Die Aussage eines Manfred Stohl, wonach in der heutigen WM nur drei Piloten für ihre Arbeit bezahlt werden, bestätigt Waldegard: "Heute hast du sehr viele Fahrer, auch sehr viele gute Piloten - doch weil der Sport so teuer geworden ist, müssen auch diese Fahrer Geld mitbringen - das ist eine komplett falsche Entwicklung. Sogar in den Werksteams muss der zweite oder dritte Pilot Geld einzahlen."

Weltelite?

Ob in der WM heutzutage tatsächlich die weltbesten Piloten vertreten sind? Waldegard überlegt - und sagt: "Nicht alle der aktuellen Fahrer gehören zu den besten Piloten. Das ist schwer zu sagen - denn jene Piloten, die in der letzten Zeit gefahren sind, wie Manfred Stohl oder Mikko Hirvonen, die sind schon sehr gut. Ich kann nicht sagen, dass außerhalb der WM so viele bessere Piloten zu finden sind. Vielleicht Marko Märtin - doch er lehnte es ab, für sein Cockpit zu bezahlen. Das war auch bei Colin McRae der Fall - auch er wollte keine Unmengen dafür bezahlen, dass er fahren darf."

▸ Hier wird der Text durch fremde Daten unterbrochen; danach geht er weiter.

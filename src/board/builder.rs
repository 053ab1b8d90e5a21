//! Fluent builder for constructing positions.
//!
//! Allows creating positions piece by piece rather than parsing notation.
//!
//! # Example
//! ```
//! use gridchess::board::{BoardBuilder, Color, Piece, PieceKind, Position};
//!
//! let board = BoardBuilder::new()
//!     .piece(Position::new(4, 0), Piece::new(PieceKind::King, Color::White))
//!     .piece(Position::new(4, 7), Piece::new(PieceKind::King, Color::Black))
//!     .piece(Position::new(0, 1), Piece::new(PieceKind::Pawn, Color::White))
//!     .side_to_move(Color::White)
//!     .build()
//!     .unwrap();
//! assert_eq!(board.to_fen(), "4k3/8/8/8/8/8/P7/4K3 w - - 0 1");
//! ```

use super::error::ChessError;
use super::{Board, BoardState, CastleSide, CastlingRights, Color, Piece, Position};

#[derive(Clone, Debug)]
pub struct BoardBuilder {
    pieces: Vec<(Position, Piece)>,
    side_to_move: Color,
    castling: CastlingRights,
    halfmove_clock: u32,
    fullmove_number: u32,
}

impl Default for BoardBuilder {
    fn default() -> Self {
        Self::new()
    }
}

impl BoardBuilder {
    /// An empty board, White to move, no castling rights.
    #[must_use]
    pub fn new() -> Self {
        BoardBuilder {
            pieces: Vec::new(),
            side_to_move: Color::White,
            castling: CastlingRights::none(),
            halfmove_clock: 0,
            fullmove_number: 1,
        }
    }

    /// Start from an existing position.
    #[must_use]
    pub fn from_state(state: &BoardState) -> Self {
        BoardBuilder {
            pieces: state.pieces().collect(),
            side_to_move: state.side_to_move(),
            castling: state.castling_rights(),
            halfmove_clock: state.halfmove_clock(),
            fullmove_number: state.fullmove_number(),
        }
    }

    #[must_use]
    pub fn starting_position() -> Self {
        Self::from_state(&BoardState::new())
    }

    /// Place a piece, replacing whatever was there.
    #[must_use]
    pub fn piece(mut self, pos: Position, piece: Piece) -> Self {
        self.pieces.retain(|(p, _)| *p != pos);
        if !piece.is_empty() {
            self.pieces.push((pos, piece));
        }
        self
    }

    #[must_use]
    pub fn clear(mut self, pos: Position) -> Self {
        self.pieces.retain(|(p, _)| *p != pos);
        self
    }

    #[must_use]
    pub const fn side_to_move(mut self, color: Color) -> Self {
        self.side_to_move = color;
        self
    }

    #[must_use]
    pub const fn castling(mut self, rights: CastlingRights) -> Self {
        self.castling = rights;
        self
    }

    #[must_use]
    pub fn castle(mut self, color: Color, side: CastleSide) -> Self {
        self.castling.set(color, side);
        self
    }

    #[must_use]
    pub const fn halfmove_clock(mut self, clock: u32) -> Self {
        self.halfmove_clock = clock;
        self
    }

    #[must_use]
    pub const fn fullmove_number(mut self, number: u32) -> Self {
        self.fullmove_number = number;
        self
    }

    /// Build the state; fails if a piece was placed off the board.
    pub fn build_state(self) -> Result<BoardState, ChessError> {
        let mut state = BoardState::empty();
        for (pos, piece) in self.pieces {
            state.put(pos, piece)?;
        }
        state.set_side_to_move(self.side_to_move);
        state.set_castling_rights(self.castling);
        state.set_clocks(self.halfmove_clock, self.fullmove_number);
        Ok(state)
    }

    pub fn build(self) -> Result<Board, ChessError> {
        self.build_state().map(Board::from_state)
    }
}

Hätte er Geld mit an Bord gebracht, wenn dies in seiner Zeit verlangt worden wäre? Waldegard überlegt abermals, und antwortet: "Vielleicht hätte ich auch abgelehnt - das ist eine sehr komplizierte Frage." Auch was die Zukunft der Rallye-WM anbelangt, sagt Björn Waldegard: "Ich bin froh, dass ich mir darüber nicht den Kopf zerbrechen muss. Es sieht so aus, als würde sich die WM in einer Krise befinden - aber ich sitze nur am Rand und beobachte."